C’è anzitutto il contesto in cui avviene, che non è poca cosa. Basta ricordare che governo e maggioranza finora hanno dato all’attuazione dell’articolo 116 della Costituzione un’impostazione grave ed inaccettabile, di merito e di metodo, tanto da creare un giusto allarme sulla possibilità di aprire una ferita nei diritti fondamentali garantiti nella prima parte della Costituzione, fino al rischio di mettere in discussione la stessa unità nazionale, aprendo le porte ad una strisciante secessione delle regioni ricche a danno di quelle maggiormente in difficoltà. Inoltre, tra qualche settimana la Camera esaminerà la proposta, già approvata dal Senato, di modifica della Costituzione che riduce il numero dei parlamentari, con l’unica motivazione della riduzione dei costi e senza alcun ragionamento serio sulla funzione del parlamento. Per di più questa modifica è accompagnata da una proposta di legge che conferma sostanzialmente l’impianto dell’attuale legge elettorale, con il risultato di mantenere un parlamento di nominati dall’alto, ancorchè ridotti di numero.
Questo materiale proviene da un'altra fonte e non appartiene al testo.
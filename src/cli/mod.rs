//! Command-line interface for deptemplate.
//!
//! # Commands
//!
//! - `generate` - render the manifest for a resolved dependency file
//! - `validate` - check templates for mistakes without rendering
//!
//! # Global options
//!
//! - `--verbose` / `--quiet` - log at `debug` / `error` instead of `info`
//! - `--config <PATH>` - configuration file instead of `./deptemplate.toml`
//!
//! `RUST_LOG` takes precedence over both verbosity flags.
//!
//! ```bash
//! deptemplate generate --dependencies target/resolved.toml --output-file target/deps.txt
//! deptemplate --verbose generate --dependencies resolved.json --separator , --no-line-break --print
//! deptemplate validate --artifact-template templates/artifact.tpl --strict
//! ```

mod generate;
mod validate;

use anyhow::Result;
use clap::{Parser, Subcommand};
use std::path::PathBuf;
use tracing_subscriber::EnvFilter;

pub use generate::GenerateCommand;
pub use validate::{OutputFormat, ValidateCommand};

/// Runtime settings derived from the global flags.
#[derive(Debug, Clone, Default)]
pub struct CliConfig {
    /// Default log filter, used when `RUST_LOG` is unset.
    pub log_level: Option<String>,

    /// Configuration file given with `--config`.
    pub config_path: Option<PathBuf>,
}

impl CliConfig {
    #[must_use]
    pub fn new() -> Self {
        Self::default()
    }

    /// Install the global tracing subscriber, logging to stderr.
    ///
    /// Does nothing if a subscriber is already installed.
    pub fn init_logging(&self) {
        let filter = EnvFilter::try_from_default_env().unwrap_or_else(|_| {
            EnvFilter::new(self.log_level.as_deref().unwrap_or("info"))
        });

        let _ = tracing_subscriber::fmt()
            .with_env_filter(filter)
            .with_target(false)
            .with_writer(std::io::stderr)
            .try_init();
    }
}

#[derive(Parser)]
#[command(
    name = "deptemplate",
    about = "Render resolved dependency artifacts through templates",
    version,
    long_about = "deptemplate turns a resolved dependency set into a text manifest: one line per artifact rendered through an artifact template, joined and embedded into an outer template."
)]
pub struct Cli {
    #[command(subcommand)]
    command: Commands,

    /// Log debug details (filter decisions, template sources)
    #[arg(short, long, global = true, conflicts_with = "quiet")]
    verbose: bool,

    /// Only log errors
    #[arg(short, long, global = true)]
    quiet: bool,

    /// Configuration file [default: ./deptemplate.toml when present]
    #[arg(short, long, global = true)]
    config: Option<PathBuf>,
}

#[derive(Subcommand)]
enum Commands {
    /// Render the dependency manifest
    Generate(GenerateCommand),

    /// Check artifact and main templates for mistakes
    Validate(ValidateCommand),
}

impl Cli {
    pub async fn execute(self) -> Result<()> {
        let config = self.build_config();
        self.execute_with_config(config).await
    }

    #[must_use]
    pub fn build_config(&self) -> CliConfig {
        let log_level = if self.verbose {
            "debug"
        } else if self.quiet {
            "error"
        } else {
            "info"
        };

        CliConfig {
            log_level: Some(log_level.to_string()),
            config_path: self.config.clone(),
        }
    }

    /// Run the selected command with `config` instead of the flags' settings.
    pub async fn execute_with_config(self, config: CliConfig) -> Result<()> {
        config.init_logging();

        match self.command {
            Commands::Generate(cmd) => cmd.execute(&config).await,
            Commands::Validate(cmd) => cmd.execute(&config).await,
        }
    }
}
//! The generation pipeline: select, filter, render, deliver.

use anyhow::Result;

use crate::config::GenerateConfig;
use crate::dependencies::ResolvedDependencies;
use crate::output::{FileSink, ManifestSink, PropertySink, PropertyStore};
use crate::templating::ManifestRenderer;

/// Result of one generation run.
#[derive(Debug, Clone, PartialEq, Eq)]
pub struct GeneratedManifest {
    /// The rendered manifest, exactly as written to every destination.
    pub text: String,
    /// Artifacts left after filtering.
    pub artifact_count: usize,
    /// Properties published by this run.
    pub properties: PropertyStore,
}

/// Run the full pipeline for `dependencies` under `config`.
///
/// Every descriptor is validated before anything is rendered, and templates
/// are loaded before anything is written, so a failing run produces no
/// output at all.
///
/// # Errors
///
/// Any typed failure from loading templates, validating descriptors or
/// writing the output file.
pub fn generate(config: &GenerateConfig, dependencies: &ResolvedDependencies) -> Result<GeneratedManifest> {
    let artifacts = dependencies.select(config.exclude_transitive())?;
    let filtered = config.artifact_filter().filter(artifacts);
    let artifact_count = filtered.len();

    let artifact_template = config.artifact_template()?;
    let main_template = config.main_template()?;
    let separator = config.effective_separator();
    tracing::debug!("Artifact separator: {separator:?}");

    let renderer = ManifestRenderer::new(&artifact_template, &main_template, separator);
    let text = renderer.render(filtered);

    let mut properties = PropertyStore::new();
    let mut sinks: Vec<Box<dyn ManifestSink + '_>> = Vec::new();
    if let Some(path) = &config.output_file {
        sinks.push(Box::new(FileSink::new(path)));
    }
    if let Some(name) = &config.output_property {
        sinks.push(Box::new(PropertySink::new(name, &mut properties)));
    }
    if sinks.is_empty() {
        tracing::debug!("No output file or property configured");
    }
    for sink in &mut sinks {
        tracing::debug!("Writing manifest to {}", sink.describe());
        sink.write(&text)?;
    }
    drop(sinks);

    Ok(GeneratedManifest {
        text,
        artifact_count,
        properties,
    })
}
L’attuazione dell’articolo 116 e queste modifiche della Costituzione fanno parte di un contesto che punta a ridimensionare drasticamente il ruolo della democrazia rappresentativa, cioè del parlamento. Parlamento che invece è il punto centrale dell’assetto istituzionale previsto dalla nostra Costituzione. Parlamento che non solo subisce il diluvio di decreti legge e voti di fiducia ma è stato perfino costretto ad approvare una legge importante come quella di bilancio senza poterla neppure leggere, nè tanto meno modificare.
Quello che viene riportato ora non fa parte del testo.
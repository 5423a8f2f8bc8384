//! `deptemplate generate`: render the manifest for a resolved dependency set.

use anyhow::{Context, Result};
use clap::Args;
use std::path::{Path, PathBuf};

use super::CliConfig;
use crate::config::GenerateConfig;
use crate::dependencies::ResolvedDependencies;
use crate::generator::generate;

#[derive(Args, Debug, Clone, Default)]
pub struct GenerateCommand {
    /// Resolved dependency file (TOML, or JSON with a .json extension)
    #[arg(long, value_name = "PATH")]
    pub dependencies: PathBuf,

    /// Outer template file; default `{{artifacts}}`
    #[arg(long, value_name = "PATH")]
    pub main_template: Option<PathBuf>,

    /// Per-artifact template file
    #[arg(long, value_name = "PATH")]
    pub artifact_template: Option<PathBuf>,

    /// Only render direct dependencies; `--exclude-transitive=false` undoes
    /// a config file setting
    #[arg(long, value_name = "BOOL", num_args = 0..=1, require_equals = true, default_missing_value = "true")]
    pub exclude_transitive: Option<bool>,

    /// Group ids to leave out (comma separated, repeatable, case-insensitive)
    #[arg(long, value_name = "LIST")]
    pub exclude_group_ids: Vec<String>,

    /// Artifact ids to leave out
    #[arg(long, value_name = "LIST")]
    pub exclude_artifact_ids: Vec<String>,

    /// Classifiers to leave out
    #[arg(long, value_name = "LIST")]
    pub exclude_classifiers: Vec<String>,

    /// Types to leave out
    #[arg(long, value_name = "LIST")]
    pub exclude_types: Vec<String>,

    /// File to write the manifest to; parent directories are created
    #[arg(long, value_name = "PATH")]
    pub output_file: Option<PathBuf>,

    /// Property name to publish the manifest under
    #[arg(long, value_name = "NAME")]
    pub output_property: Option<String>,

    /// Charset of the template files [default: UTF-8]
    #[arg(long)]
    pub charset: Option<String>,

    /// Text placed between rendered artifacts, before the line break
    #[arg(long, allow_hyphen_values = true)]
    pub separator: Option<String>,

    /// Append a line break to the separator [default: true]
    #[arg(long, value_name = "BOOL", num_args = 0..=1, require_equals = true, default_missing_value = "true")]
    pub line_break: Option<bool>,

    /// Same as `--line-break=false`
    #[arg(long, conflicts_with = "line_break")]
    pub no_line_break: bool,

    /// JSON file to merge published properties into
    #[arg(long, value_name = "PATH")]
    pub properties_file: Option<PathBuf>,

    /// Also write the manifest to stdout
    #[arg(long)]
    pub print: bool,
}

impl GenerateCommand {
    /// Settings given on the command line, to layer over the config file.
    pub fn overrides(&self) -> GenerateConfig {
        GenerateConfig {
            main_template_file: self.main_template.clone(),
            artifact_template_file: self.artifact_template.clone(),
            exclude_transitive: self.exclude_transitive,
            exclude_group_ids: self.exclude_group_ids.clone(),
            exclude_artifact_ids: self.exclude_artifact_ids.clone(),
            exclude_classifiers: self.exclude_classifiers.clone(),
            exclude_types: self.exclude_types.clone(),
            output_file: self.output_file.clone(),
            output_property: self.output_property.clone(),
            charset: self.charset.clone(),
            separator: self.separator.clone(),
            line_break: if self.no_line_break { Some(false) } else { self.line_break },
        }
    }

    pub async fn execute(self, config: &CliConfig) -> Result<()> {
        let working_dir = std::env::current_dir().context("Cannot determine working directory")?;
        self.execute_in(&working_dir, config.config_path.as_deref()).await
    }

    /// Run against `working_dir`, the directory searched for
    /// `deptemplate.toml` and the base of relative command-line paths.
    pub async fn execute_in(self, working_dir: &Path, config_path: Option<&Path>) -> Result<()> {
        let result = self.run(working_dir, config_path);
        if let Err(e) = &result {
            tracing::error!("Manifest generation failed: {e:#}");
        }
        result
    }

    fn run(&self, working_dir: &Path, config_path: Option<&Path>) -> Result<()> {
        let config_path = config_path.map(|p| working_dir.join(p));
        let config = GenerateConfig::load(config_path.as_deref(), working_dir)?
            .merge(self.overrides().resolve_paths(working_dir));

        let dependencies = ResolvedDependencies::load(&working_dir.join(&self.dependencies))?;
        let manifest = generate(&config, &dependencies)?;

        if !manifest.properties.is_empty() {
            match &self.properties_file {
                Some(path) => manifest.properties.write_json(&working_dir.join(path))?,
                None => print!("{}", manifest.properties),
            }
        }

        if self.print {
            println!("{}", manifest.text);
        }

        if config.output_file.is_none() && config.output_property.is_none() && !self.print {
            tracing::warn!("No --output-file or --output-property configured; nothing was written");
        }

        Ok(())
    }
}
Nel merito della proposta di introdurre nella Costituzione il referendum propositivo ci sono almeno tre punti inaccettabili nell’attuale formulazione.
1) Gli argomenti che possono essere sottoposti a referendum propositivo sono più ampi e indefiniti di quelli previsti nell’articolo 75 riguardanti il referendum abrogativo, bastava adottare lo stesso testo, invece si è scelta una forma ambigua ed involuta che potrebbe portare a referendum propositivi su materie che dovrebbero essere escluse in radice, scaricando sulla Corte costituzionale compiti eccessivi.
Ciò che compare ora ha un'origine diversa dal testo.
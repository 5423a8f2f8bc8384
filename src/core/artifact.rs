//! Resolved artifact descriptors.
//!
//! An [`ArtifactDescriptor`] is one entry of the resolved dependency set: the
//! coordinates the resolver settled on for a single artifact. Descriptors are
//! immutable once built and carry a natural total order used to render
//! manifests deterministically.
//!
//! # Ordering
//!
//! Descriptors sort by group id, artifact id, version, classifier and type,
//! in that precedence. Versions compare through
//! [`VersionComparator::compare`] so that `1.10` sorts after `1.9`. Artifacts
//! without a classifier sort before classified ones. Scope only breaks ties
//! between otherwise identical descriptors, which keeps the order total.
//!
//! ```rust
//! use deptemplate_cli::core::ArtifactDescriptor;
//!
//! let mut artifacts = vec![
//!     ArtifactDescriptor::new("com.x", "lib", "1.10", "jar", "compile"),
//!     ArtifactDescriptor::new("com.x", "lib", "1.9", "jar", "compile"),
//! ];
//! artifacts.sort();
//! assert_eq!(artifacts[0].version, "1.9");
//! ```

use serde::Serialize;
use std::cmp::Ordering;
use std::fmt;

use crate::version::VersionComparator;

/// One resolved dependency artifact.
#[derive(Debug, Clone, PartialEq, Eq, Hash, Serialize)]
pub struct ArtifactDescriptor {
    pub group_id: String,
    pub artifact_id: String,
    pub version: String,
    /// Packaging type, e.g. `jar` or `pom`.
    pub artifact_type: String,
    /// Resolution scope, e.g. `compile` or `runtime`.
    pub scope: String,
    /// Secondary qualifier such as `sources` or `tests`. Never `Some("")`.
    pub classifier: Option<String>,
}

impl ArtifactDescriptor {
    /// Build an unclassified descriptor.
    pub fn new(
        group_id: impl Into<String>,
        artifact_id: impl Into<String>,
        version: impl Into<String>,
        artifact_type: impl Into<String>,
        scope: impl Into<String>,
    ) -> Self {
        Self {
            group_id: group_id.into(),
            artifact_id: artifact_id.into(),
            version: version.into(),
            artifact_type: artifact_type.into(),
            scope: scope.into(),
            classifier: None,
        }
    }

    /// Set the classifier. An empty string clears it.
    #[must_use]
    pub fn with_classifier(mut self, classifier: impl Into<String>) -> Self {
        let classifier = classifier.into();
        self.classifier = if classifier.is_empty() {
            None
        } else {
            Some(classifier)
        };
        self
    }

    /// The classifier, or the empty string when the artifact has none.
    pub fn classifier_or_empty(&self) -> &str {
        self.classifier.as_deref().unwrap_or("")
    }
}

impl fmt::Display for ArtifactDescriptor {
    /// `groupId:artifactId:type[:classifier]:version:scope`
    fn fmt(&self, f: &mut fmt::Formatter<'_>) -> fmt::Result {
        write!(f, "{}:{}:{}", self.group_id, self.artifact_id, self.artifact_type)?;
        if let Some(classifier) = &self.classifier {
            write!(f, ":{classifier}")?;
        }
        write!(f, ":{}:{}", self.version, self.scope)
    }
}

impl Ord for ArtifactDescriptor {
    fn cmp(&self, other: &Self) -> Ordering {
        self.group_id
            .cmp(&other.group_id)
            .then_with(|| self.artifact_id.cmp(&other.artifact_id))
            .then_with(|| VersionComparator::compare(&self.version, &other.version))
            .then_with(|| self.classifier.cmp(&other.classifier))
            .then_with(|| self.artifact_type.cmp(&other.artifact_type))
            .then_with(|| self.scope.cmp(&other.scope))
    }
}

impl PartialOrd for ArtifactDescriptor {
    fn partial_cmp(&self, other: &Self) -> Option<Ordering> {
        Some(self.cmp(other))
    }
}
2) Un referendum propositivo non può avere effetti di spesa e tanto meno prevedere modalità di finanziamento. Solo governo e parlamento sono in grado di affrontare il tema del finanziamento di misure introdotte con referendum e questa riserva chiara non è prevista. Eppure Di Maio e Salvini dovrebbero per primi avere ben presente le riunioni di vertice a cui sono stati costretti in materia di bilancio. Ora seriamente pensano di farsi scrivere il bilancio dello stato da scelte impreviste? Se un referendum propositivo prevedesse di coprire le spese con l’aumento dell’Iva sarebbe accettabile?
3) La procedura del referendum propositivo è tale da provocare seri rischi di contrapposizione tra iniziativa popolare e ruolo del parlamento. Anzitutto andrebbe limitato il numero dei referendum propositivi possibili durante la legislatura, non più di due/tre, altrimenti è evidente che il parlamento difficilmente riuscirà a discuterne e quindi si arriverà inevitabilmente al referendum.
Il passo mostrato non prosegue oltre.